After the administration of Enoby or Ospomyv to patients who are fit to receive this therapy, providers should monitor serum calcium levels on a weekly basis during the first month after administration, as well as every month thereafter. If treating patients with advanced chronic kidney disease, providers should also coordinate patient care with input from providers who have expertise in managing chronic kidney disease mineral and bone disorder.

The safety updates highlight that health care providers should give each patient a copy of the patient guide for the agent they are receiving; review the information in the guides with each patient, including the serious risks associated with the agents and the symptoms of severe hypocalcemia; and recommend that each patient seek immediate medical attention if they develop symptoms or signs of severe hypocalcemia.

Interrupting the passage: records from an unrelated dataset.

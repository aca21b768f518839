use std::sync::Arc;

use beacon::{
    api::{self, state::AppState},
    config::Settings,
    db,
    logging,
    service::ServiceContext,
};

#[tokio::main]
async fn main() -> anyhow::Result<()> {
    dotenvy::dotenv().ok();

    // Load configuration
    let (settings, config_error) = match Settings::new() {
        Ok(settings) => (settings, None),
        Err(e) => (Settings::default(), Some(e)),
    };

    // Initialize tracing
    logging::init(&settings.logging)?;

    if let Some(e) = config_error {
        tracing::warn!("Failed to load config: {}. Using defaults.", e);
    }

    if settings.uses_insecure_secret() {
        tracing::warn!("auth.secret_key is the built-in default; set SECRET_KEY before deploying");
    }

    tracing::info!("Starting Beacon server on {}:{}", settings.server.host, settings.server.port);

    // Initialize database
    let (db_pool, _source) = db::connect(&settings.database).await?;

    // Run migrations
    db::migrate(&db_pool).await?;

    // Create service context
    let service_context = Arc::new(ServiceContext::new(db_pool, &settings));

    match service_context.auth_service.cleanup_expired_sessions().await {
        Ok(0) => {}
        Ok(removed) => tracing::info!("Removed {} expired console sessions", removed),
        Err(e) => tracing::warn!("Session cleanup failed: {}", e),
    }

    let settings = Arc::new(settings);
    let app = api::create_app(AppState::new(service_context, settings.clone()));

    let listener = tokio::net::TcpListener::bind(
        format!("{}:{}", settings.server.host, settings.server.port)
    ).await?;

    tracing::info!("Server listening on http://{}:{}", settings.server.host, settings.server.port);

    axum::serve(listener, app).await?;

    Ok(())
}
pub mod handlers;
pub mod middleware;
pub mod state;

use std::any::Any;

use axum::{
    http::StatusCode,
    response::{IntoResponse, Response},
    routing::{get, post},
    Json, Router,
};
use serde_json::json;
use tower_http::{
    catch_panic::CatchPanicLayer,
    compression::CompressionLayer,
    cors::CorsLayer,
    trace::TraceLayer,
};

use state::AppState;

/// Full application: JSON API, admin console and static assets.
pub fn create_app(app_state: AppState) -> Router {
    let cors = if app_state.settings.cors.allow_any_origin {
        CorsLayer::permissive()
    } else {
        CorsLayer::new()
    };

    Router::new()
        // Root and health endpoints
        .route("/health", get(handlers::root::health_check))
        .route("/api", get(handlers::root::api_info))

        // API routes
        .nest("/api", api_routes(app_state.clone()))

        // Admin console
        .merge(crate::web::create_web_routes(app_state.clone()))

        // Add state to the router
        .with_state(app_state.clone())

        // Middleware
        .layer(CatchPanicLayer::custom(handle_panic))
        .layer(axum::middleware::from_fn_with_state(
            app_state,
            middleware::hosts::enforce_allowed_hosts,
        ))
        .layer(CompressionLayer::new())
        .layer(cors)
        .layer(TraceLayer::new_for_http())
}

fn api_routes(state: AppState) -> Router<AppState> {
    Router::new()
        .route("/login/", post(handlers::auth::login))
        .route("/token/refresh/", post(handlers::auth::refresh))
        .route("/announcements/active/", get(handlers::announcements::active))
        .nest("/users", user_routes(state))
}

fn user_routes(state: AppState) -> Router<AppState> {
    let staff = Router::new()
        .route("/create/", post(handlers::users::create))
        .route("/list/", get(handlers::users::list))
        .route_layer(axum::middleware::from_fn_with_state(
            state.clone(),
            middleware::auth::require_staff,
        ));

    let authenticated = Router::new()
        .route("/me/", get(handlers::users::me))
        .route("/change-password/", post(handlers::users::change_password))
        .route_layer(axum::middleware::from_fn_with_state(
            state,
            middleware::auth::require_auth,
        ));

    staff.merge(authenticated)
}

fn handle_panic(err: Box<dyn Any + Send + 'static>) -> Response {
    let detail = if let Some(s) = err.downcast_ref::<String>() {
        s.clone()
    } else if let Some(s) = err.downcast_ref::<&str>() {
        s.to_string()
    } else {
        "unknown panic".to_string()
    };

    tracing::error!("Handler panicked: {}", detail);

    (
        StatusCode::INTERNAL_SERVER_ERROR,
        Json(json!({ "error": "Internal server error" })),
    )
        .into_response()
}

Enoby was approved by the FDA on September 30, 2025, in conjunction with a simultaneous approval for denosumab-qbde (Xtrenbo), a biosimilar referencing denosumab (Xgeva). This regulatory decision was supported by a comprehensive collection of nonclinical, clinical, and analytical data that were submitted to the FDA. Ospomyv was approved by the FDA on February 17, 2025, in conjunction with a simultaneous approval for denosumab-dssb (Xbryk), a biosimilar referencing denosumab (Xgeva). This regulatory decision was backed by findings from a phase 1 trial (NCT06095427) that investigated the use of the denosumab biosimilar LY06006 compared with US- and EU-sourced denosumab in healthy male patients.

Under the partnership between Amneal Pharmaceuticals and mAbxience, mAbxience is responsible for development and manufacturing, while Amneal holds exclusive U.S. commercialization rights. With the addition of two denosumab biosimilars, Amneal now has five commercial biosimilars.

Both drugs should be administered by a healthcare provider. Patients should be advised to maintain serum calcium levels and to seek medical attention for an allergic reaction. Prolia has a Boxed Warning for severe hypocalcemia in patients with advanced chronic kidney disease, which can be life-threatening. Pregnancy must be ruled out prior to administration. In postmenopausal women, reported adverse drug events included back pain, musculoskeletal pain, hypercholesterolemia, and cystitis. Back pain, joint pain, and nasopharyngitis were frequently reported by men.

The most serious reported adverse drug reaction for Xgeva was dyspnea, with other reactions including fatigue, nausea, and hypophosphatemia. For patients been treated for bone metastases, common side effects were fatigue and nausea, while those with multiple myeloma frequently experienced gastrointestinal issues and anemia. Cases of giant cell tumor and hypercalcemia of malignancy showed frequent pain, nausea, and headache. Discontinuation occurred in some patients due to osteonecrosis or hypocalcemia. The drug can cause fetal harm and females of reproductive potential should use effective contraception.

According to IQVIA, U.S. annual sales for Prolia and Xgeva for the 12 months ended October 2025 were approximately $5.3 billion.